Après un mois de compétition, la Coupe du Monde 2014 est (malheureusement pour certains, heureusement pour d’autres) déjà terminée. Des buts à foison, des équipes surprenantes, des joueurs “mordants”, et bien-sûr la victoire finale de l’Allemagne : retour sur le cru assez exceptionnel du mondial brésilien.

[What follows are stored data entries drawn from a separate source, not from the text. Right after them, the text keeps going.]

// src/infra/config.rs — Configuration loading (TOML)

use serde::{Deserialize, Serialize};
use std::path::Path;

use crate::infra::paths;

#[derive(Debug, Clone, Default, Serialize, Deserialize)]
pub struct Config {
    #[serde(default)]
    pub model: ModelConfig,

    #[serde(default, rename = "loop")]
    pub refine: LoopConfig,

    #[serde(default)]
    pub api: ApiConfig,
}

/// Text-generation endpoint used for scoring, summarizing and rewriting.
#[derive(Debug, Clone, Serialize, Deserialize)]
pub struct ModelConfig {
    pub base_url: String,
    pub model: String,
    /// Name of the env var holding the API key (the key itself never lives in config).
    pub api_key_env: String,
    pub temperature: f32,
    pub max_tokens: u32,
    pub timeout_seconds: u64,
}

impl Default for ModelConfig {
    fn default() -> Self {
        Self {
            base_url: "https://openrouter.ai/api/v1".into(),
            model: "mistralai/mistral-7b-instruct".into(),
            api_key_env: "OPENROUTER_API_KEY".into(),
            temperature: 0.7,
            max_tokens: 2000,
            timeout_seconds: 120,
        }
    }
}

#[derive(Debug, Clone, Default, Serialize, Deserialize)]
pub struct LoopConfig {
    /// Issue the three dimension scoring calls concurrently.
    #[serde(default)]
    pub parallel_scoring: bool,
}

#[derive(Debug, Clone, Serialize, Deserialize)]
pub struct ApiConfig {
    pub port: u16,
}

impl Default for ApiConfig {
    fn default() -> Self {
        Self { port: 8787 }
    }
}

impl Config {
    /// Load config from the default location, falling back to defaults.
    pub fn load() -> anyhow::Result<Self> {
        match paths::config_file_path() {
            Some(path) if path.exists() => Self::load_from(&path),
            _ => Ok(Self::default()),
        }
    }

    pub fn load_from(path: &Path) -> anyhow::Result<Self> {
        let content = std::fs::read_to_string(path)?;
        let config: Config = toml::from_str(&content)?;
        tracing::debug!("Loaded config from {}", path.display());
        Ok(config)
    }
}
// src/evaluator/parser.rs — Parse judge responses into (feedback, score) pairs

use serde_json::Value;

use crate::core::types::{Dimension, DimensionFeedback, SCORE_MAX};
use crate::infra::errors::RedraftError;
use crate::util::truncate_str;

/// Parse a judge reply of the form `{"feedback": "...", "score": 7.5}`.
///
/// The object may be surrounded by prose or code fences. A reply that is
/// itself a quoted JSON string is unwrapped exactly once before the final
/// decode; a value that is still a string after that is rejected.
pub fn parse_judge_response(
    dimension: Dimension,
    raw: &str,
) -> Result<DimensionFeedback, RedraftError> {
    let malformed = |reason: String| RedraftError::malformed(dimension.as_str(), reason, raw);

    let trimmed = raw.trim();
    let candidate = if is_string_literal(trimmed) {
        trimmed
    } else {
        extract_object(trimmed).ok_or_else(|| malformed("no JSON object found".into()))?
    };
    let value = decode(candidate).map_err(malformed)?;

    let verdict = to_verdict(value).map_err(malformed)?;
    if !(0.0..=SCORE_MAX).contains(&verdict.score) {
        tracing::warn!(
            dimension = %dimension,
            score = verdict.score,
            "Judge returned a score outside 0-10"
        );
    }
    Ok(verdict)
}

/// Render a verdict as a quoted, escaped JSON string: the double-encoded
/// shape some models produce.
pub fn render_as_text(verdict: &DimensionFeedback) -> String {
    let object = serde_json::json!({
        "feedback": verdict.feedback,
        "score": verdict.score,
    })
    .to_string();
    Value::String(object).to_string()
}

/// Whether the whole reply is a single JSON string literal.
fn is_string_literal(text: &str) -> bool {
    text.starts_with('"') && serde_json::from_str::<String>(text).is_ok()
}

/// Greedy span from the first `{` to the last `}`.
pub(crate) fn extract_object(text: &str) -> Option<&str> {
    let start = text.find('{')?;
    let end = text.rfind('}')?;
    (end > start).then(|| &text[start..=end])
}

/// Decode JSON; a string result gets exactly one more decode of the object inside it.
fn decode(text: &str) -> Result<Value, String> {
    match decode_value(text)? {
        Value::String(inner) => {
            let object = extract_object(&inner)
                .ok_or_else(|| "quoted reply contains no JSON object".to_string())?;
            match decode_value(object)? {
                Value::String(_) => Err("payload is still a string after one unwrap".into()),
                other => Ok(other),
            }
        }
        other => Ok(other),
    }
}

fn decode_value(text: &str) -> Result<Value, String> {
    serde_json::from_str(text)
        .map_err(|e| format!("invalid JSON ({e}) in: {}", truncate_str(text, 200)))
}

fn to_verdict(value: Value) -> Result<DimensionFeedback, String> {
    let Value::Object(map) = value else {
        return Err(format!("expected a JSON object, got {}", kind(&value)));
    };

    let feedback = match map.get("feedback") {
        Some(Value::String(s)) => s.trim().to_string(),
        Some(other) => return Err(format!("`feedback` is {}, not a string", kind(other))),
        None => return Err("missing field `feedback`".into()),
    };

    let score = match map.get("score") {
        Some(Value::Number(n)) => n.as_f64(),
        Some(Value::String(s)) => s.trim().parse::<f64>().ok().filter(|f| f.is_finite()),
        Some(_) => None,
        None => return Err("missing field `score`".into()),
    }
    .ok_or_else(|| "`score` is not a number".to_string())?;

    Ok(DimensionFeedback { feedback, score })
}

fn kind(value: &Value) -> &'static str {
    match value {
        Value::Null => "null",
        Value::Bool(_) => "a boolean",
        Value::Number(_) => "a number",
        Value::String(_) => "a string",
        Value::Array(_) => "an array",
        Value::Object(_) => "an object",
    }
}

La Nationalmannschaft sur le toît du Monde
24 ans que le peuple allemand attendait une victoire de ses représentants en Coupe du Monde…Que ce fut long ! Toujours présente dans le dernier carré de la prestigieuse compétition depuis 2002, elle a enfin réalisé le rêve absolu de tout footballeur en remportant la grande finale contre l’Argentine (1-0 après prolongations, but de Mario Götze à la 113e minute). Faisant partie des favoris avant le début de la compétition, elle a vu tous les autres favoris chuter petit à petit et elle a su monter en puissance pour atteindre son apogée lors de la demi finale contre l’hôte brésilien (7-1). Une quatrième étoile largement méritée selon l’ensemble des observateurs : ce sacre récompense un travail de plus de 10 ans qui a été réalisé sur la formation allemande, ajouté à la stabilité de l’effectif et du staff depuis une décénie. De plus, cette Allemagne se calque en grande partie sur le club du Bayern Munich (vainqueur de la Ligue des Champions en 2013) avec beaucoup de joueurs munichois présents avec la sélection allemande. Tout cela met bien en lumière le rôle important du “football de club”, qui est de plus en plus retranscrit au sein même des sélections nationales.

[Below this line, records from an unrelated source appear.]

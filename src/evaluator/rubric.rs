// src/evaluator/rubric.rs — Prompt templates for judging, summarizing and rewriting

use minijinja::{context, Environment};

use crate::core::types::Dimension;
use crate::infra::errors::RedraftError;

const JUDGE_LANGUAGE: &str = "\
You are a strict language quality evaluator with 20+ years of experience marking competitive exam essays.
Assess ONLY language quality: grammar, clarity, coherence, tone and vocabulary.

Essay:
{{ essay }}

Instructions:
1. Give detailed feedback on grammar, clarity, flow, tone and vocabulary.
2. Give a score from 0.0 to 10.0 with one decimal place.
3. Respond ONLY with minified valid JSON:
{\"feedback\":\"...\",\"score\":0.0}";

const JUDGE_ANALYSIS: &str = "\
You are a strict evaluator of analytical depth in competitive exam essays.
Assess ONLY analytical quality: reasoning, evidence, critical thinking and logical connections.

Essay:
{{ essay }}

Instructions:
1. Give detailed feedback on the depth and rigour of the analysis.
2. Give a score from 0.0 to 10.0 with one decimal place.
3. Respond ONLY with minified valid JSON:
{\"feedback\":\"...\",\"score\":0.0}";

const JUDGE_CLARITY: &str = "\
You are a strict evaluator of clarity of thought in competitive exam essays.
Assess ONLY logical flow, organization and ease of understanding.

Essay:
{{ essay }}

Instructions:
1. Give detailed feedback on logical sequencing, transitions, contradictions and readability.
2. Give a score from 0.0 to 10.0 with one decimal place.
3. Respond ONLY with minified valid JSON:
{\"feedback\":\"...\",\"score\":0.0}";

const SUMMARY: &str = "\
You are a summarization expert.
Combine the feedback below into one concise critique that states the major mistakes plainly.

Language feedback:
{{ language }}

Analysis feedback:
{{ analysis }}

Clarity feedback:
{{ clarity }}

Instructions:
1. Merge overlapping points and focus on deficiencies rather than praise.
2. Say so if the essay is too short to develop its ideas.
3. Keep the summary to 2-3 sentences.
4. Return ONLY plain prose, no JSON or commentary.";

const REWRITE: &str = "\
You are an expert essay writer with mastery of formal, persuasive and logically coherent prose.

Rewrite the essay below, guided by this feedback:

Clarity: {{ clarity }}
Language: {{ language }}
Analysis: {{ analysis }}

Original essay:
{{ essay }}

Guidelines:
- Keep the original theme and ideas.
- Improve logical flow and vocabulary.
- Deepen the analysis with concrete examples.
- Avoid repetition and fluff.
- Expand modestly where it improves quality.

Return ONLY the improved essay as plain text.";

/// Compiled prompt templates.
pub struct Prompts {
    env: Environment<'static>,
}

impl Default for Prompts {
    fn default() -> Self {
        Self::new()
    }
}

const BUILT_IN: [(&str, &str); 5] = [
    ("judge_language", JUDGE_LANGUAGE),
    ("judge_analysis", JUDGE_ANALYSIS),
    ("judge_clarity", JUDGE_CLARITY),
    ("summary", SUMMARY),
    ("rewrite", REWRITE),
];

impl Prompts {
    /// Compile the built-in templates.
    ///
    /// A template that fails to compile is logged and left out. The failure
    /// then shows up as a `Prompt` error on the first render of that template,
    /// so only the calls that need it fail. Use [`Prompts::try_new`] to fail at
    /// construction instead.
    pub fn new() -> Self {
        Self::lenient(&BUILT_IN)
    }

    /// Compile the built-in templates, failing on the first one that doesn't.
    pub fn try_new() -> Result<Self, RedraftError> {
        Self::strict(&BUILT_IN)
    }

    fn lenient(sources: &[(&'static str, &'static str)]) -> Self {
        let mut env = Environment::new();
        for &(name, source) in sources {
            if let Err(e) = env.add_template(name, source) {
                tracing::error!("Prompt template '{}' failed to compile: {}", name, e);
            }
        }
        Self { env }
    }

    fn strict(sources: &[(&'static str, &'static str)]) -> Result<Self, RedraftError> {
        let mut env = Environment::new();
        for &(name, source) in sources {
            env.add_template(name, source)?;
        }
        Ok(Self { env })
    }

    fn render(&self, name: &str, ctx: minijinja::Value) -> Result<String, RedraftError> {
        Ok(self.env.get_template(name)?.render(ctx)?)
    }

    /// Scoring prompt for one dimension.
    pub fn judge(&self, dimension: Dimension, essay: &str) -> Result<String, RedraftError> {
        let name = match dimension {
            Dimension::Language => "judge_language",
            Dimension::Analysis => "judge_analysis",
            Dimension::Clarity => "judge_clarity",
        };
        self.render(name, context! { essay })
    }

    pub fn summary(
        &self,
        language: &str,
        analysis: &str,
        clarity: &str,
    ) -> Result<String, RedraftError> {
        self.render("summary", context! { language, analysis, clarity })
    }

    pub fn rewrite(
        &self,
        essay: &str,
        language: &str,
        clarity: &str,
        analysis: &str,
    ) -> Result<String, RedraftError> {
        self.render("rewrite", context! { essay, language, clarity, analysis })
    }
}
// src/core/gate.rs — Plan policy and the stop/revise decision

use super::types::{GateDecision, Plan, StopReason};

/// Threshold and revision budget a plan grants.
#[derive(Debug, Clone, Copy, PartialEq)]
pub struct PlanPolicy {
    pub threshold: f64,
    pub max_iterations: u32,
}

pub const BASIC_THRESHOLD: f64 = 7.0;
pub const PREMIUM_THRESHOLD: f64 = 9.0;
pub const BASIC_ITERATIONS: u32 = 2;
pub const PREMIUM_ITERATIONS: u32 = 4;

/// The fixed policy table.
pub fn policy_for(plan: Plan) -> PlanPolicy {
    match plan {
        Plan::Free => PlanPolicy {
            threshold: f64::INFINITY,
            max_iterations: 0,
        },
        Plan::Basic => PlanPolicy {
            threshold: BASIC_THRESHOLD,
            max_iterations: BASIC_ITERATIONS,
        },
        Plan::Premium => PlanPolicy {
            threshold: PREMIUM_THRESHOLD,
            max_iterations: PREMIUM_ITERATIONS,
        },
    }
}

/// Apply caller overrides on top of the plan table.
///
/// The free tier never revises, so a cap override there is dropped.
pub fn resolve_policy(
    plan: Plan,
    threshold: Option<f64>,
    max_iterations: Option<u32>,
) -> PlanPolicy {
    let base = policy_for(plan);
    let max_iterations = match (plan.allows_revision(), max_iterations) {
        (true, Some(n)) => n,
        (false, Some(n)) if n > 0 => {
            tracing::warn!(plan = %plan, requested = n, "Plan does not allow revisions, ignoring cap");
            0
        }
        _ => base.max_iterations,
    };

    PlanPolicy {
        threshold: threshold.unwrap_or(base.threshold),
        max_iterations,
    }
}

/// Whether the essay is still below the bar on a plan that could fix it.
pub fn needs_improvement(avg_score: f64, threshold: f64, plan: Plan) -> bool {
    avg_score < threshold && plan.allows_revision()
}

/// Quality is checked before budget: a passing score always stops with `QualityMet`.
pub fn decide(
    avg_score: f64,
    threshold: f64,
    iteration_count: u32,
    max_iterations: u32,
) -> GateDecision {
    let decision = if avg_score >= threshold {
        GateDecision::Stop(StopReason::QualityMet)
    } else if iteration_count >= max_iterations {
        GateDecision::Stop(StopReason::BudgetExhausted)
    } else {
        GateDecision::Revise
    };

    tracing::info!(
        avg_score,
        threshold,
        iteration_count,
        max_iterations,
        "Gate: {}",
        decision
    );

    decision
}

#[cfg(test)]
mod tests {
    use super::*;

    // ─── policy table ───────────────────────────────────────────

    #[test]
    fn test_policy_table() {
        let free = policy_for(Plan::Free);
        assert!(free.threshold.is_infinite());
        assert_eq!(free.max_iterations, 0);
        assert_eq!(
            policy_for(Plan::Basic),
            PlanPolicy {
                threshold: 7.0,
                max_iterations: 2
            }
        );
        assert_eq!(
            policy_for(Plan::Premium),
            PlanPolicy {
                threshold: 9.0,
                max_iterations: 4
            }
        );
    }

    #[test]
    fn test_resolve_policy_overrides() {
        let p = resolve_policy(Plan::Basic, Some(6.5), Some(5));
        assert_eq!(p.threshold, 6.5);
        assert_eq!(p.max_iterations, 5);

        let p = resolve_policy(Plan::Premium, None, Some(0));
        assert_eq!(p.threshold, 9.0);
        assert_eq!(p.max_iterations, 0);
    }

    #[test]
    fn test_resolve_policy_free_never_revises() {
        let p = resolve_policy(Plan::Free, Some(5.0), Some(3));
        assert_eq!(p.threshold, 5.0);
        assert_eq!(p.max_iterations, 0);
    }

    // ─── needs_improvement ──────────────────────────────────────

    #[test]
    fn test_needs_improvement_free_always_false() {
        for score in [0.0, 3.3, 9.9, 10.0] {
            assert!(!needs_improvement(score, f64::INFINITY, Plan::Free));
            assert!(!needs_improvement(score, 5.0, Plan::Free));
        }
    }

    #[test]
    fn test_needs_improvement_paid_plans() {
        assert!(needs_improvement(6.9, 7.0, Plan::Basic));
        assert!(!needs_improvement(7.0, 7.0, Plan::Basic));
        assert!(needs_improvement(8.0, 9.0, Plan::Premium));
        assert!(!needs_improvement(9.5, 9.0, Plan::Premium));
    }

    // ─── decide ─────────────────────────────────────────────────

    #[test]
    fn test_decide_quality_beats_budget() {
        // Quality met even though the budget is also spent.
        assert_eq!(decide(7.0, 7.0, 2, 2), GateDecision::Stop(StopReason::QualityMet));
        assert_eq!(decide(9.5, 9.0, 10, 4), GateDecision::Stop(StopReason::QualityMet));
        assert_eq!(decide(8.0, 7.0, 0, 0), GateDecision::Stop(StopReason::QualityMet));
    }

    #[test]
    fn test_decide_budget_exhausted() {
        assert_eq!(
            decide(5.0, 7.0, 2, 2),
            GateDecision::Stop(StopReason::BudgetExhausted)
        );
        assert_eq!(
            decide(5.0, 7.0, 3, 2),
            GateDecision::Stop(StopReason::BudgetExhausted)
        );
        assert_eq!(
            decide(9.9, f64::INFINITY, 0, 0),
            GateDecision::Stop(StopReason::BudgetExhausted)
        );
    }

    #[test]
    fn test_decide_revise() {
        assert_eq!(decide(5.0, 7.0, 0, 2), GateDecision::Revise);
        assert_eq!(decide(6.0, 9.0, 3, 4), GateDecision::Revise);
    }

    #[test]
    fn test_decide_exhaustive_grid() {
        for count in 0..6u32 {
            for max in 0..6u32 {
                for (avg, threshold) in [(4.0, 7.0), (7.0, 7.0), (9.5, 9.0), (6.0, 9.0)] {
                    let d = decide(avg, threshold, count, max);
                    if avg >= threshold {
                        assert_eq!(d, GateDecision::Stop(StopReason::QualityMet));
                    } else if count >= max {
                        assert_eq!(d, GateDecision::Stop(StopReason::BudgetExhausted));
                    } else {
                        assert_eq!(d, GateDecision::Revise);
                    }
                }
            }
        }
    }
}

L’Allemagne a donc été très logiquement sacrée avec cette selection qui, au contraire du Brésil (avec Neymar) et de l’Argentine (avec Messi), met en lumière une vraie cohésion de groupe et un jeu collectif où aucun joueur ne porte à lui seul la clé de chaque rencontre. Emmenée par le fabuleux et atypique Manuel Neuer, dernier rempart qui fut un pilier important de son équipe, la Mannschaft décroche donc le titre suprême et ses joueurs font exploser les compteurs : Miroslav Klose devient le meilleur buteur de l’histoire de la Coupe du Monde avec 16 buts, le discret Thomas Müller en est à 10 buts en 2 éditions, Neuer ne concéde que 4 buts, et le jeune Mario Götze a libéré le peuple allemand en marquant en finale, à tout juste 22 ans.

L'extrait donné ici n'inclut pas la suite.